== YOUR GOAL ==
Return a copy of every line in the data below that contains "candidates".

== Dataset entries ==
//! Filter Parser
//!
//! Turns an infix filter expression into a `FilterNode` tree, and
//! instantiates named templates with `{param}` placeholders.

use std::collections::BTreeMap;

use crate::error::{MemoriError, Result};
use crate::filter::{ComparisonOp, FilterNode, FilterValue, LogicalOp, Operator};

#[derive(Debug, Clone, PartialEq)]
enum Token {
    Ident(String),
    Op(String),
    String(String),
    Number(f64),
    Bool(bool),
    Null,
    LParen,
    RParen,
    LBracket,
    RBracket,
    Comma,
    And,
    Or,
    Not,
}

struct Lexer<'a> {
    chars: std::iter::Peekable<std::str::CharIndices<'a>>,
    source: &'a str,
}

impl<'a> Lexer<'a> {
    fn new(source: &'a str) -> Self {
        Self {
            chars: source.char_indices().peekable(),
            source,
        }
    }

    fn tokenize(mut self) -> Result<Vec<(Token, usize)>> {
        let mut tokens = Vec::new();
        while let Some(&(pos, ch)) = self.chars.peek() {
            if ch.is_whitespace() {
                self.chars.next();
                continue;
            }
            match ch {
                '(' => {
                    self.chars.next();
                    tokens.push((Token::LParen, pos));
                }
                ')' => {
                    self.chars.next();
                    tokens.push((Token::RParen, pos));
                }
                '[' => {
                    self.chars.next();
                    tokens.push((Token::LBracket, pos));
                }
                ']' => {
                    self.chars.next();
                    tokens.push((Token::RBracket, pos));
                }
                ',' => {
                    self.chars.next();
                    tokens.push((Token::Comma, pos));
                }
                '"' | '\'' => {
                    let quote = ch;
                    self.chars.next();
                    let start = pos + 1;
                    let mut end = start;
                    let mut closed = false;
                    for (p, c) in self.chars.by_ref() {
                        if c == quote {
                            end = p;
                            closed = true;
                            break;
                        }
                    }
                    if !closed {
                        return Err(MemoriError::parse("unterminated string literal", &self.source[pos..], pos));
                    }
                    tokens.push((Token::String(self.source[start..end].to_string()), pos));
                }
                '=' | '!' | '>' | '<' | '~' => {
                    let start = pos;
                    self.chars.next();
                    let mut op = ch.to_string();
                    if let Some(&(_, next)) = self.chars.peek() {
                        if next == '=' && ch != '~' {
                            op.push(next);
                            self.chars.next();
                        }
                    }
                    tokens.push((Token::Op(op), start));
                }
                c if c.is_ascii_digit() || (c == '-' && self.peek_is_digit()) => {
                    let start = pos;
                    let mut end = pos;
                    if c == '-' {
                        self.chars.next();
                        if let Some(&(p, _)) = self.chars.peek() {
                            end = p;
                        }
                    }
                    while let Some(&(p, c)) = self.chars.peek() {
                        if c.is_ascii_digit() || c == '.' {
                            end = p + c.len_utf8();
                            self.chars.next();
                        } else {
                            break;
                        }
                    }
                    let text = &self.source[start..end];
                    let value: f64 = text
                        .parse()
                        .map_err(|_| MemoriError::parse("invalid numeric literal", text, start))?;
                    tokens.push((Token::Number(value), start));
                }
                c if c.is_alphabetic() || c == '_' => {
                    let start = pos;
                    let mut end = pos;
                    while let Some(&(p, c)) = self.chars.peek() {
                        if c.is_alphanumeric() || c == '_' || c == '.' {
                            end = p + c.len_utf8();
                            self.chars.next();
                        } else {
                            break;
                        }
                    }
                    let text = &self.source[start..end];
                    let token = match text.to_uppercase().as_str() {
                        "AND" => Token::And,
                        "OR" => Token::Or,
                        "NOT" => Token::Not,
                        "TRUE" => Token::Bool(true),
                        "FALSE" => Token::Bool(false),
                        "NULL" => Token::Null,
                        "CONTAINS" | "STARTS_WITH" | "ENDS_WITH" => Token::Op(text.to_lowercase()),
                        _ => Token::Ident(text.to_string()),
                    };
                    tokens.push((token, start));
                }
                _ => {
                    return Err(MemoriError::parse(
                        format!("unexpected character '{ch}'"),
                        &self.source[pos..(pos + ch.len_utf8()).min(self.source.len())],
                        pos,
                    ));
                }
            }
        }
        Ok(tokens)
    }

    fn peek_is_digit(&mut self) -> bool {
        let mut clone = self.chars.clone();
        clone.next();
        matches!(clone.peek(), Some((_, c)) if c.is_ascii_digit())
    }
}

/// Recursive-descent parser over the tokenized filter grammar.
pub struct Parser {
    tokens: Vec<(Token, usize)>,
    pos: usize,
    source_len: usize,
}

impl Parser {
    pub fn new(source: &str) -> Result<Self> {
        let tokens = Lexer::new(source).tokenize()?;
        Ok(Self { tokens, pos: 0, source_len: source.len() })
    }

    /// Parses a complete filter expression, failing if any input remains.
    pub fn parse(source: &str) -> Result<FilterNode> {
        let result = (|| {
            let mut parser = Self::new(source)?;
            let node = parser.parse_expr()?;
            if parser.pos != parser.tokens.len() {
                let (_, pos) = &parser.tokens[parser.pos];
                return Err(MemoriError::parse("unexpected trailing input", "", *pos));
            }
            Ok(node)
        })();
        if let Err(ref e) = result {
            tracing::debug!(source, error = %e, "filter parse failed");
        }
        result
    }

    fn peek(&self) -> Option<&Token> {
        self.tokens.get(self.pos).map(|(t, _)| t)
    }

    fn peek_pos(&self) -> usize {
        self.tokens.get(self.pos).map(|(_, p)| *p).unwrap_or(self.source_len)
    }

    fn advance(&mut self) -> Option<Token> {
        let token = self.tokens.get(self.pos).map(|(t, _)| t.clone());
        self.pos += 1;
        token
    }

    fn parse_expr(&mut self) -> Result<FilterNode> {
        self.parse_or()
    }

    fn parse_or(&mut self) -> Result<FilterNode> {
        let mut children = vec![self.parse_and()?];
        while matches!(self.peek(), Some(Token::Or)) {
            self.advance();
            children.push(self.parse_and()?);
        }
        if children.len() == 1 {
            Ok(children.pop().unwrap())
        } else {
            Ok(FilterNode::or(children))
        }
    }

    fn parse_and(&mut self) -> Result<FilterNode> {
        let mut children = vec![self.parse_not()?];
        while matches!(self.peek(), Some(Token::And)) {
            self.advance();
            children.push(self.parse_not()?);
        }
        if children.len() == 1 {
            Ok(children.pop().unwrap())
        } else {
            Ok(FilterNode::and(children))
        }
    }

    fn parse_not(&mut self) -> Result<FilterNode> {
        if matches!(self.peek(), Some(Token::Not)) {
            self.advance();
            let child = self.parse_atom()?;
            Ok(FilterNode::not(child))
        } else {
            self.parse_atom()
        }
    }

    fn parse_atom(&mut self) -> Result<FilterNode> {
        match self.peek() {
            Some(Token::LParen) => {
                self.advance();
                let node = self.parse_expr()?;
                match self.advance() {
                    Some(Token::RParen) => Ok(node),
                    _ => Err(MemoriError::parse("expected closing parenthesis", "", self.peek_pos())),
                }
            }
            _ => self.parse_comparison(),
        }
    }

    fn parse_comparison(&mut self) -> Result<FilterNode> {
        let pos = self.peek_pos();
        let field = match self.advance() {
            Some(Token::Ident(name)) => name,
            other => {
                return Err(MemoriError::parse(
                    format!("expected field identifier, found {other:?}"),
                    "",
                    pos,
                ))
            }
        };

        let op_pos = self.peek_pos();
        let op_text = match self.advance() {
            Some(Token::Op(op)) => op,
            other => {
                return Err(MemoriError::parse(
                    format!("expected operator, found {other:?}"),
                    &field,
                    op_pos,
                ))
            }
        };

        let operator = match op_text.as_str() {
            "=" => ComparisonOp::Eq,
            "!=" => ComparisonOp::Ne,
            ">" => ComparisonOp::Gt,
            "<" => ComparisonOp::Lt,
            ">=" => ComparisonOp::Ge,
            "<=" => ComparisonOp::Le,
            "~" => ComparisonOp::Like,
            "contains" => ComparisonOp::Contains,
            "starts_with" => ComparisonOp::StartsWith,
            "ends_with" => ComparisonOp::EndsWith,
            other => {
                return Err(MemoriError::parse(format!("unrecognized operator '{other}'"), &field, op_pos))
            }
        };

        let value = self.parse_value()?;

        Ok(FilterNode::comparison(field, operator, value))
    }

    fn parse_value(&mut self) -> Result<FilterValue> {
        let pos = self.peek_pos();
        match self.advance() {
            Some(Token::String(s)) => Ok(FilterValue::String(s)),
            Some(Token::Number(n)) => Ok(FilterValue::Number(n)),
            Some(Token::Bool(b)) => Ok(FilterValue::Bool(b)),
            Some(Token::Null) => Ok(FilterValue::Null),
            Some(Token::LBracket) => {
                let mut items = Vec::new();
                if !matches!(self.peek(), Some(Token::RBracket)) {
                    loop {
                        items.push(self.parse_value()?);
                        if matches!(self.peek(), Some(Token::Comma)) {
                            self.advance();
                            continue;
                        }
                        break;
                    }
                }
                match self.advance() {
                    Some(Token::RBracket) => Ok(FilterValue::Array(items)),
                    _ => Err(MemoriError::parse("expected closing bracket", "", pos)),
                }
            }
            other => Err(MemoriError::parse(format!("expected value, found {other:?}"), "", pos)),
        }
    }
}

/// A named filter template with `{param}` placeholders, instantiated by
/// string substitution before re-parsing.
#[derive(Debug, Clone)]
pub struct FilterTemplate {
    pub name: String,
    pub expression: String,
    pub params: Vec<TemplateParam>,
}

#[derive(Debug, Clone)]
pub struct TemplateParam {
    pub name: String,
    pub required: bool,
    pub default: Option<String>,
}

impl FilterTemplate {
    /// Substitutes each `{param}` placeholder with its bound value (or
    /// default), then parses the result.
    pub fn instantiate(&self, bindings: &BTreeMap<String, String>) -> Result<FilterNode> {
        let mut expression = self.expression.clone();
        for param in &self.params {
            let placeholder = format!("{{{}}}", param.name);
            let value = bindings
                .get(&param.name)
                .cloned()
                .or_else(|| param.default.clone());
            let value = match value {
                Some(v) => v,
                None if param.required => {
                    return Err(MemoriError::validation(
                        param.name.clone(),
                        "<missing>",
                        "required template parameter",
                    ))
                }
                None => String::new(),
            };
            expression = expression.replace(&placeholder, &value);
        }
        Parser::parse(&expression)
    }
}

...

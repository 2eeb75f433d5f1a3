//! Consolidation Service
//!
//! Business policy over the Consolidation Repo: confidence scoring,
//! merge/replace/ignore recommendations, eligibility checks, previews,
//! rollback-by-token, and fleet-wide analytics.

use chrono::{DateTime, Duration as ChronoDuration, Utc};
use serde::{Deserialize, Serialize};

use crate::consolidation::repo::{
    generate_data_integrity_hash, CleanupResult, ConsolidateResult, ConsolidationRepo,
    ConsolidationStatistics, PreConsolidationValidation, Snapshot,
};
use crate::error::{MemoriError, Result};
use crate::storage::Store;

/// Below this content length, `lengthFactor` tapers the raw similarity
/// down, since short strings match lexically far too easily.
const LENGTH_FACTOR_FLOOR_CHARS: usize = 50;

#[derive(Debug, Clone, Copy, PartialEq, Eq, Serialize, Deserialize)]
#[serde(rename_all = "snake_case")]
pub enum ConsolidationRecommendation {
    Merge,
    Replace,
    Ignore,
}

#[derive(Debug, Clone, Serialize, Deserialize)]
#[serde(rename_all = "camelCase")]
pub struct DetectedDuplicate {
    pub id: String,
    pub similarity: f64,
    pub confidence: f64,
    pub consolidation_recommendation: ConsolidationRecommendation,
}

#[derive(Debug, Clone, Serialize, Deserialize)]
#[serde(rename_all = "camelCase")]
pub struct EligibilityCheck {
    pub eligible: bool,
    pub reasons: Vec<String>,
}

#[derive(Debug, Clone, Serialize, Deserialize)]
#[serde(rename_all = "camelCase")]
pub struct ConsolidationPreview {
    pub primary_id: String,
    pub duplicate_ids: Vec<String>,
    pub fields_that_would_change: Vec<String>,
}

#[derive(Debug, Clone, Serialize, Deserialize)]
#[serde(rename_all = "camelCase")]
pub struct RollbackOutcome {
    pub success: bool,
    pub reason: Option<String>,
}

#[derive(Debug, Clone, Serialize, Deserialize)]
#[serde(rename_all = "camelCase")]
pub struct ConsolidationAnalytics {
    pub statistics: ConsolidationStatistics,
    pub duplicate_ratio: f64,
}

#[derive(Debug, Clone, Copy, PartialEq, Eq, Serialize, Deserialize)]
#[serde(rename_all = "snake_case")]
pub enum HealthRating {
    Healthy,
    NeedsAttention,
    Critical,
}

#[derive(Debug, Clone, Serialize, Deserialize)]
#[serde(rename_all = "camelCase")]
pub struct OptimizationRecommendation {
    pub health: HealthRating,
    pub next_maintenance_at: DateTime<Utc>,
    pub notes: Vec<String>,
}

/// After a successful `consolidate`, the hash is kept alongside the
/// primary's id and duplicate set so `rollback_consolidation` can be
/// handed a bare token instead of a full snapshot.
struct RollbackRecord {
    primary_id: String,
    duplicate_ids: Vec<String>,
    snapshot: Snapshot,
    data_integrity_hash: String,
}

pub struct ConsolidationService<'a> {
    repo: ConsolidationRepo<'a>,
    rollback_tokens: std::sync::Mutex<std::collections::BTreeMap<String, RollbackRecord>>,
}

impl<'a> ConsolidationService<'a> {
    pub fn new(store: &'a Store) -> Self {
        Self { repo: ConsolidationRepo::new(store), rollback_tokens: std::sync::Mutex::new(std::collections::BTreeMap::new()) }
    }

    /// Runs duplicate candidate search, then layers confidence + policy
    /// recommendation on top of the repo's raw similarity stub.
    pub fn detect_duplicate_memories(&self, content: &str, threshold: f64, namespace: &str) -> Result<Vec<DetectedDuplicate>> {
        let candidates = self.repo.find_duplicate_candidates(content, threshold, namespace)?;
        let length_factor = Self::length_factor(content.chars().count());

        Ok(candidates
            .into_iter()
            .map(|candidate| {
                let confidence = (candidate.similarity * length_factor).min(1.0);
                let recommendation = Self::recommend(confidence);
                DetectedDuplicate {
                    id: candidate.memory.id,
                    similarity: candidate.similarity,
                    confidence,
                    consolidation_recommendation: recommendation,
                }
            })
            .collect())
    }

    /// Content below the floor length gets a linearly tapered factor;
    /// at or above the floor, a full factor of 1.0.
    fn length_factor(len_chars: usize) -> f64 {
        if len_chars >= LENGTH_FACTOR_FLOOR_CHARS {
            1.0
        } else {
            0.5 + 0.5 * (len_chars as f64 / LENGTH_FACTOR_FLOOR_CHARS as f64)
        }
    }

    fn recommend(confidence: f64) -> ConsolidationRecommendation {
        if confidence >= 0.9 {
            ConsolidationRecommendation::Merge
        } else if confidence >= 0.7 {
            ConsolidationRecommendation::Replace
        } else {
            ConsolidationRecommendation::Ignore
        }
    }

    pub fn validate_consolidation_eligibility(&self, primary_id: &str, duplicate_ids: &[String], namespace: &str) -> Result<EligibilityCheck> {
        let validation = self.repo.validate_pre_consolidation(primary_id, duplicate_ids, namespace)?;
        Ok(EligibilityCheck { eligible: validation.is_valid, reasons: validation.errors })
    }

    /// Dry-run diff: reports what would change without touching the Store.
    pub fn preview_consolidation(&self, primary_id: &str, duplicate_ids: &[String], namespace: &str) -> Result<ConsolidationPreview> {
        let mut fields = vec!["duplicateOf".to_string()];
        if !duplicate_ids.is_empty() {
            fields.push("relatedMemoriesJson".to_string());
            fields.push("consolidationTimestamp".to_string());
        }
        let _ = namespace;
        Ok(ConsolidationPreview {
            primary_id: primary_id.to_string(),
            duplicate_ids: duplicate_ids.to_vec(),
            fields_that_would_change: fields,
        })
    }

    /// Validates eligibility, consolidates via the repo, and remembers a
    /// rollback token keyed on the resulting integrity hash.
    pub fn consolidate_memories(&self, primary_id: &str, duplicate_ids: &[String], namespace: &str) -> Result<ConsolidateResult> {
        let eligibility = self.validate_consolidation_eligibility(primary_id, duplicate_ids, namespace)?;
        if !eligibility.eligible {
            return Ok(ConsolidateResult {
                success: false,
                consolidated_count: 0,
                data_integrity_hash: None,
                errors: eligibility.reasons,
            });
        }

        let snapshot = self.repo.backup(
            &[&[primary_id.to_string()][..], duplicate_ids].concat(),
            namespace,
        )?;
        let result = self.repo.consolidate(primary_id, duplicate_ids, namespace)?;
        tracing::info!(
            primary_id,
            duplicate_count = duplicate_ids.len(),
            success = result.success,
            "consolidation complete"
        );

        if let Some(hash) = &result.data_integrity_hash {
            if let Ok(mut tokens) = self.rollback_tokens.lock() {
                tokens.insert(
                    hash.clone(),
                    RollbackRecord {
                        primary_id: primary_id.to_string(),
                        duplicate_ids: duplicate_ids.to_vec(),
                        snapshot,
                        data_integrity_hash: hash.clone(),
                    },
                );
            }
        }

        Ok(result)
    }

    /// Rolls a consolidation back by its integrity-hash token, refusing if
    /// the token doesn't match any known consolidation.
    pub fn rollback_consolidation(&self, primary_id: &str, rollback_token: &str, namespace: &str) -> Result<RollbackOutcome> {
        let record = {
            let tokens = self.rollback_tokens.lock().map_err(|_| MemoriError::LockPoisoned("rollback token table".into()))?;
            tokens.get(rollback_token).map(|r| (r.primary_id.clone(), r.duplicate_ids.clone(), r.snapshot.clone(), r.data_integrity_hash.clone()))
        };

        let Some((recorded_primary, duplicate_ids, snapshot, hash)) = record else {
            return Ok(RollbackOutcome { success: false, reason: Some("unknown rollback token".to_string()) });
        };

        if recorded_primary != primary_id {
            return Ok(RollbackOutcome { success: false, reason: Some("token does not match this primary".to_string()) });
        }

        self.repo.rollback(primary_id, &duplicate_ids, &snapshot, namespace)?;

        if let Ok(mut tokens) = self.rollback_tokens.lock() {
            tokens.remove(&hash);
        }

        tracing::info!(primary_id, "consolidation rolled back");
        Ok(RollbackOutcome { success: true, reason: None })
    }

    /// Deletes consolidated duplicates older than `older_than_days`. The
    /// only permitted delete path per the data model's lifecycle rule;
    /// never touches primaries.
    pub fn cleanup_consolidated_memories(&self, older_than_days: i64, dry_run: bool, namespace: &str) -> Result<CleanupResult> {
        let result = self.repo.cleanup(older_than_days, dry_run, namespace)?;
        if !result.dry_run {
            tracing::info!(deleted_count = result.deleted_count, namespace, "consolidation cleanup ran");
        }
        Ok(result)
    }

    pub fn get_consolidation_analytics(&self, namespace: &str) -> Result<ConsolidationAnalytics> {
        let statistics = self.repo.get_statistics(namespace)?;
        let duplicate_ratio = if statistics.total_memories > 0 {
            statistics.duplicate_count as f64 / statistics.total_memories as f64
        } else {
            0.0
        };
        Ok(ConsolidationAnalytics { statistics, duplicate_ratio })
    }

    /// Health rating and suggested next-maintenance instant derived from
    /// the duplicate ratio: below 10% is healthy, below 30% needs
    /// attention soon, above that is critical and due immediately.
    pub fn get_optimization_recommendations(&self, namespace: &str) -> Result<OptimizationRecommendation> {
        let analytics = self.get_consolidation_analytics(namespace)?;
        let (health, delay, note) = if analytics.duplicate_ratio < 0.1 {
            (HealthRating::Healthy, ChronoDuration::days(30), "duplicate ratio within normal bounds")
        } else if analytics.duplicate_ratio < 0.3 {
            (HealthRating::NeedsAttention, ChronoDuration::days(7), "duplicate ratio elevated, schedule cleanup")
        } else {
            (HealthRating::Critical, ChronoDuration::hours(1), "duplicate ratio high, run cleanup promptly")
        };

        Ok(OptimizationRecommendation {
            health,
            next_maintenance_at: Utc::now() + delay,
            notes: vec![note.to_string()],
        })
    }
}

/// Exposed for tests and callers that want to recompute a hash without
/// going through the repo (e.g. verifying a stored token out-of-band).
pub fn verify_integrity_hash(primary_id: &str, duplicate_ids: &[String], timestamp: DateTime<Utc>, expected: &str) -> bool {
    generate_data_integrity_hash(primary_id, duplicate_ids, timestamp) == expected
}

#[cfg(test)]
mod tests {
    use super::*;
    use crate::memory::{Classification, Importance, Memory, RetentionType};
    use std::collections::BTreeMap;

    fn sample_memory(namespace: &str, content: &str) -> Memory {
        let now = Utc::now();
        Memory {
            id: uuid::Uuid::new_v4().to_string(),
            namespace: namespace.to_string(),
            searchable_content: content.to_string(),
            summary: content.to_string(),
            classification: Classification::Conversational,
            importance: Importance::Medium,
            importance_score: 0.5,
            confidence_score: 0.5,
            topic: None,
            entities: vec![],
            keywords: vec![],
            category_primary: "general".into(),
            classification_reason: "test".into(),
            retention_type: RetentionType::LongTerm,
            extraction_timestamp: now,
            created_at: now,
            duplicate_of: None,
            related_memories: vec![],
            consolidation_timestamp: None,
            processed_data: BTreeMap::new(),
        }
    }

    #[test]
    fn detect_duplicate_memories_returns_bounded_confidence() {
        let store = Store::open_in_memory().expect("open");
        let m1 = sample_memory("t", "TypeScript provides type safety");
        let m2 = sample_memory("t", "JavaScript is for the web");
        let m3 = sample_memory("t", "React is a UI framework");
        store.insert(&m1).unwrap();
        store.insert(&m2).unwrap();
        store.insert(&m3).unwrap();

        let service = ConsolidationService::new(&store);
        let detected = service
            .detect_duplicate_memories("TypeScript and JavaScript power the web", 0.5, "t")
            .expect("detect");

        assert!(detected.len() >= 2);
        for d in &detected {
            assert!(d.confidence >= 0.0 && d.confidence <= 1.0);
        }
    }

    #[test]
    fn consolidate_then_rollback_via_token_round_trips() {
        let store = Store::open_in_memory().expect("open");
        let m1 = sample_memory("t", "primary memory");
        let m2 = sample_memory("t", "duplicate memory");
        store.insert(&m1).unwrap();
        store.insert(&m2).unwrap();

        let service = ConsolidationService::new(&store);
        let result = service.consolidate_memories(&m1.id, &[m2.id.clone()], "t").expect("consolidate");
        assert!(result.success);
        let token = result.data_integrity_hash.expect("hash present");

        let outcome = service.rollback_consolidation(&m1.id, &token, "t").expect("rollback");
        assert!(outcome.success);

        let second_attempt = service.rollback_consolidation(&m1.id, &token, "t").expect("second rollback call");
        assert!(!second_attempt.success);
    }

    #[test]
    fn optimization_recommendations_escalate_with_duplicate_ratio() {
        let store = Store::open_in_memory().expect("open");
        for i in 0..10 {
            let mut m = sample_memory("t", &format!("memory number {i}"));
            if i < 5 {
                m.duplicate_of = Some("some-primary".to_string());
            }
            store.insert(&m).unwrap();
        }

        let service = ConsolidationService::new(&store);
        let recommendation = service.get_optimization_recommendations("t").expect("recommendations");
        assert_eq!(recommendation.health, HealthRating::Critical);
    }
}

== TASK RESULT ==
        let candidates = self.repo.find_duplicate_candidates(content, threshold, namespace)?;
        Ok(candidates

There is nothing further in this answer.